Could you copy, exactly as written, every line from the first line of the records through the one containing "row per year."?

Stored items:
Segment Open

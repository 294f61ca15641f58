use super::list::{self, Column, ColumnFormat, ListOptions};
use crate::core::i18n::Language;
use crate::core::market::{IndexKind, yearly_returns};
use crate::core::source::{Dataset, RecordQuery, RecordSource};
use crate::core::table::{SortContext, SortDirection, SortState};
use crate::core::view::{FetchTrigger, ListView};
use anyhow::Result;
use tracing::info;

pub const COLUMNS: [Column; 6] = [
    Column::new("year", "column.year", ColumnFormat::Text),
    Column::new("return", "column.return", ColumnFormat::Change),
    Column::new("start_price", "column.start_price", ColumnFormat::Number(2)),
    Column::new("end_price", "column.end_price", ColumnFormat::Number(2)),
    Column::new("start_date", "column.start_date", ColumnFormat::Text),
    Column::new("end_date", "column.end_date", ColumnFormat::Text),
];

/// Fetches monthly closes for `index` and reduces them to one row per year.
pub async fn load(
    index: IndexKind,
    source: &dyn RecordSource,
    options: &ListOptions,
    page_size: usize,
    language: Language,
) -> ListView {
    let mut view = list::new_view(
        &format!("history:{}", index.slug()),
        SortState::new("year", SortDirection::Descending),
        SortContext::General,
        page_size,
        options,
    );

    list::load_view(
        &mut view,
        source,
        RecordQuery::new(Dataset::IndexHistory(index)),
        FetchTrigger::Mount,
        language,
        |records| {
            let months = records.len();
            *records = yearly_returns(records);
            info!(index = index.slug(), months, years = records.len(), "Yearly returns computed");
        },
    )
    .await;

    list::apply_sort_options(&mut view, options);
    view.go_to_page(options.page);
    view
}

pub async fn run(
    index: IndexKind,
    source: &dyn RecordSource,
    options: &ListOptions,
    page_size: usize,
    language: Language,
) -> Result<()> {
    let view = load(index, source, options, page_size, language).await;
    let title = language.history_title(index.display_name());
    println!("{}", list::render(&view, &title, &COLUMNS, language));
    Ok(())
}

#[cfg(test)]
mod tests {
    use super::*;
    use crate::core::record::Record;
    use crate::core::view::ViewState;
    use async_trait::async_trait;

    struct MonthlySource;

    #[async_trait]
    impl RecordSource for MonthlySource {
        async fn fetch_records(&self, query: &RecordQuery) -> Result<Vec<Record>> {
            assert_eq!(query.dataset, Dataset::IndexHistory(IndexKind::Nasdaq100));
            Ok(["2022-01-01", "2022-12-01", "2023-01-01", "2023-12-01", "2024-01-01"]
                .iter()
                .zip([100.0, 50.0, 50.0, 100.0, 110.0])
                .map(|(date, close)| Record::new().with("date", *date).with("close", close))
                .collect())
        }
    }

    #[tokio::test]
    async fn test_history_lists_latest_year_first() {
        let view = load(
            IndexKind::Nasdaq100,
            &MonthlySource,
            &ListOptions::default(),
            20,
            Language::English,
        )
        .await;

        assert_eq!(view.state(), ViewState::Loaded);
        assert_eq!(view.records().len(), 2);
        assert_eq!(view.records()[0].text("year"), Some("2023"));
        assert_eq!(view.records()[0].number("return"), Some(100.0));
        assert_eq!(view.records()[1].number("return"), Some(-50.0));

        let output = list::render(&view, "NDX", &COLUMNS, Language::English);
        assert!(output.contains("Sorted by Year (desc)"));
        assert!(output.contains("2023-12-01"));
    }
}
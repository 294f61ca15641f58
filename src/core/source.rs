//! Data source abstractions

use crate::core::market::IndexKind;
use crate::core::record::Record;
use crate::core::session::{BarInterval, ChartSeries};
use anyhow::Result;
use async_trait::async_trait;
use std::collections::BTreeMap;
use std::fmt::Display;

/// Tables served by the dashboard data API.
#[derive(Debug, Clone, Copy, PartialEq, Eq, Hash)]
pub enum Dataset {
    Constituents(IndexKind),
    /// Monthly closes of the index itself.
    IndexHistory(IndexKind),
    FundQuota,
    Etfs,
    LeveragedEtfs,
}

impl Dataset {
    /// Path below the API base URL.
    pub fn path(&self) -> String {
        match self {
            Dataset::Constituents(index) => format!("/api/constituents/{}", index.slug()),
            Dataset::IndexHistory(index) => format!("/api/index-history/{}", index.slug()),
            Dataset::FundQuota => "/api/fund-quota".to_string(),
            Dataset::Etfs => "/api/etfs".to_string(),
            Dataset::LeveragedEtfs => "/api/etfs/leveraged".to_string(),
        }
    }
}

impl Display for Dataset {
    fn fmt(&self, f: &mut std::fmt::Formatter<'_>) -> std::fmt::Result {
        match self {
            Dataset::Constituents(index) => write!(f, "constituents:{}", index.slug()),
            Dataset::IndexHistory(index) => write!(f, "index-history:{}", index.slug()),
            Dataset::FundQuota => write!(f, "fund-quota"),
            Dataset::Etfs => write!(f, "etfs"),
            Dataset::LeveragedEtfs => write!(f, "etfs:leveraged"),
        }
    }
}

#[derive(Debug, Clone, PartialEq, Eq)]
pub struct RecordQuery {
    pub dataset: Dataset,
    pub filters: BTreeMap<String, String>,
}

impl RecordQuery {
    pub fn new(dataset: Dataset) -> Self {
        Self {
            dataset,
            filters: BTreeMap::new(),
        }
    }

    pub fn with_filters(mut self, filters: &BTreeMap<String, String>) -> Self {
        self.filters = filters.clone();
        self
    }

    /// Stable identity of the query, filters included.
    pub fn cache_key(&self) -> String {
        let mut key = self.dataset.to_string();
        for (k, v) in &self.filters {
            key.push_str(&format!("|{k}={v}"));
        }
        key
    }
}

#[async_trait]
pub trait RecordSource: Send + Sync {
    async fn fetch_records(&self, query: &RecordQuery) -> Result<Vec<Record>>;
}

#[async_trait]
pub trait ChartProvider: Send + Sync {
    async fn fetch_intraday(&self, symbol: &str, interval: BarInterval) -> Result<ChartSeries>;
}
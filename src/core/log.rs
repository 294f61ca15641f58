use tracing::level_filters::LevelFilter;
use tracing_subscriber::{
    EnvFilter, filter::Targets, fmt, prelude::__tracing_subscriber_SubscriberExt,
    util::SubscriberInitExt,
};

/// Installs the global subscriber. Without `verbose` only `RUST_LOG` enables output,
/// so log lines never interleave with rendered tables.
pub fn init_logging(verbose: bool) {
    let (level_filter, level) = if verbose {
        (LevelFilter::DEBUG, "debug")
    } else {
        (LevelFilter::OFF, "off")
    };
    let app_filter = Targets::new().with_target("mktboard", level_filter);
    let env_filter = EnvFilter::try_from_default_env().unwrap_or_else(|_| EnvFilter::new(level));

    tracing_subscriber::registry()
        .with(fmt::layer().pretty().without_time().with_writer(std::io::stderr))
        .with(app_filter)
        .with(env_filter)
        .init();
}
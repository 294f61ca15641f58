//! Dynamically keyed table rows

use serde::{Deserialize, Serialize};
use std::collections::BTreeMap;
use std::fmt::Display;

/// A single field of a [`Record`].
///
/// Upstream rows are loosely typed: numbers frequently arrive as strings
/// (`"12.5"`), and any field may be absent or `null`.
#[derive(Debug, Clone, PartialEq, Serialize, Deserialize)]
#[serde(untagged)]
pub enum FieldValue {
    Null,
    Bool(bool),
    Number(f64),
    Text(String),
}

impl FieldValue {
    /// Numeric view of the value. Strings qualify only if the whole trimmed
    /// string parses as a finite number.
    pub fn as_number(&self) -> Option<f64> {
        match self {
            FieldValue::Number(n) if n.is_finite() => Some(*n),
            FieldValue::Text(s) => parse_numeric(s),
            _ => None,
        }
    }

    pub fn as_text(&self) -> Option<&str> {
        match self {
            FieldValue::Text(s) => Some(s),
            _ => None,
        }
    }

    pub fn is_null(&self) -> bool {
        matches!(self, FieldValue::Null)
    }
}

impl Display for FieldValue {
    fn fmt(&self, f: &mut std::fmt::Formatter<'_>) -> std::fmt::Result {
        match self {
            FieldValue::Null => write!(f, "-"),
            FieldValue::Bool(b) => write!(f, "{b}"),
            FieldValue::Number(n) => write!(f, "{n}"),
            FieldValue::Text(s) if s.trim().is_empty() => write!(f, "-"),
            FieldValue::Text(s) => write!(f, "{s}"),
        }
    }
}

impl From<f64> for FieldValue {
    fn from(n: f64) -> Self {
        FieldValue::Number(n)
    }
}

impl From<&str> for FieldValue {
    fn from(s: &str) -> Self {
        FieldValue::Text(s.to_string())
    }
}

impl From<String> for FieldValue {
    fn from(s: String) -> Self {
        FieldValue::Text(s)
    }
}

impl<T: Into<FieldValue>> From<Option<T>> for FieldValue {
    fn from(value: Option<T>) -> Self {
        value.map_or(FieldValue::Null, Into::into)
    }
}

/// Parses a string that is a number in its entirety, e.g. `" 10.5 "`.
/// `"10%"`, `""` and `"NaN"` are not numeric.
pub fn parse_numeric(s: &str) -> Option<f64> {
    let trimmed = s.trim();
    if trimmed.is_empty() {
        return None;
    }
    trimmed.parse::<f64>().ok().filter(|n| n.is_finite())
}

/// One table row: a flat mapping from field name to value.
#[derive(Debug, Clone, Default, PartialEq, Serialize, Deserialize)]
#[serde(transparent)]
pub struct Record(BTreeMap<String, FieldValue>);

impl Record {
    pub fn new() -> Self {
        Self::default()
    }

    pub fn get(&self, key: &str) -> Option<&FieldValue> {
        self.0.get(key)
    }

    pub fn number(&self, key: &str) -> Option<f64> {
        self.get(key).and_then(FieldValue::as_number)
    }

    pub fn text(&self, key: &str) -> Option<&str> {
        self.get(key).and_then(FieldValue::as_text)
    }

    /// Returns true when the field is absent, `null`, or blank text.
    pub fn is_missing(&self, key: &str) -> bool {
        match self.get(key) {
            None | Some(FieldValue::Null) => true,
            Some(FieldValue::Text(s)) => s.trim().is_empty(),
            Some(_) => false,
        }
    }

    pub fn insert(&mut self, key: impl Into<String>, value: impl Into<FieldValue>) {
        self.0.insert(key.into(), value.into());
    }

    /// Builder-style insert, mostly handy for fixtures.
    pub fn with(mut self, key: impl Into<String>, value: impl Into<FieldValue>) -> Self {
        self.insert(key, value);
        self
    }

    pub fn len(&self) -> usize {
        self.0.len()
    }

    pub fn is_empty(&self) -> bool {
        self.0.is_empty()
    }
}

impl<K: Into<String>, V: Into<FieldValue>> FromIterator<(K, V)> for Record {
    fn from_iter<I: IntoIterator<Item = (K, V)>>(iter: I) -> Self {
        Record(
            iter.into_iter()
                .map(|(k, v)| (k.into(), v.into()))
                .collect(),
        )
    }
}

Segment Closed

# [Completed exercise]
repository 294f61ca15641f58
use super::list::{self, Column, ColumnFormat, ListOptions};
use crate::core::i18n::Language;
use crate::core::market::{IndexKind, yearly_returns};
use crate::core::source::{Dataset, RecordQuery, RecordSource};
use crate::core::table::{SortContext, SortDirection, SortState};
use crate::core::view::{FetchTrigger, ListView};
use anyhow::Result;
use tracing::info;

pub const COLUMNS: [Column; 6] = [
    Column::new("year", "column.year", ColumnFormat::Text),
    Column::new("return", "column.return", ColumnFormat::Change),
    Column::new("start_price", "column.start_price", ColumnFormat::Number(2)),
    Column::new("end_price", "column.end_price", ColumnFormat::Number(2)),
    Column::new("start_date", "column.start_date", ColumnFormat::Text),
    Column::new("end_date", "column.end_date", ColumnFormat::Text),
];

/// Fetches monthly closes for `index` and reduces them to one row per year.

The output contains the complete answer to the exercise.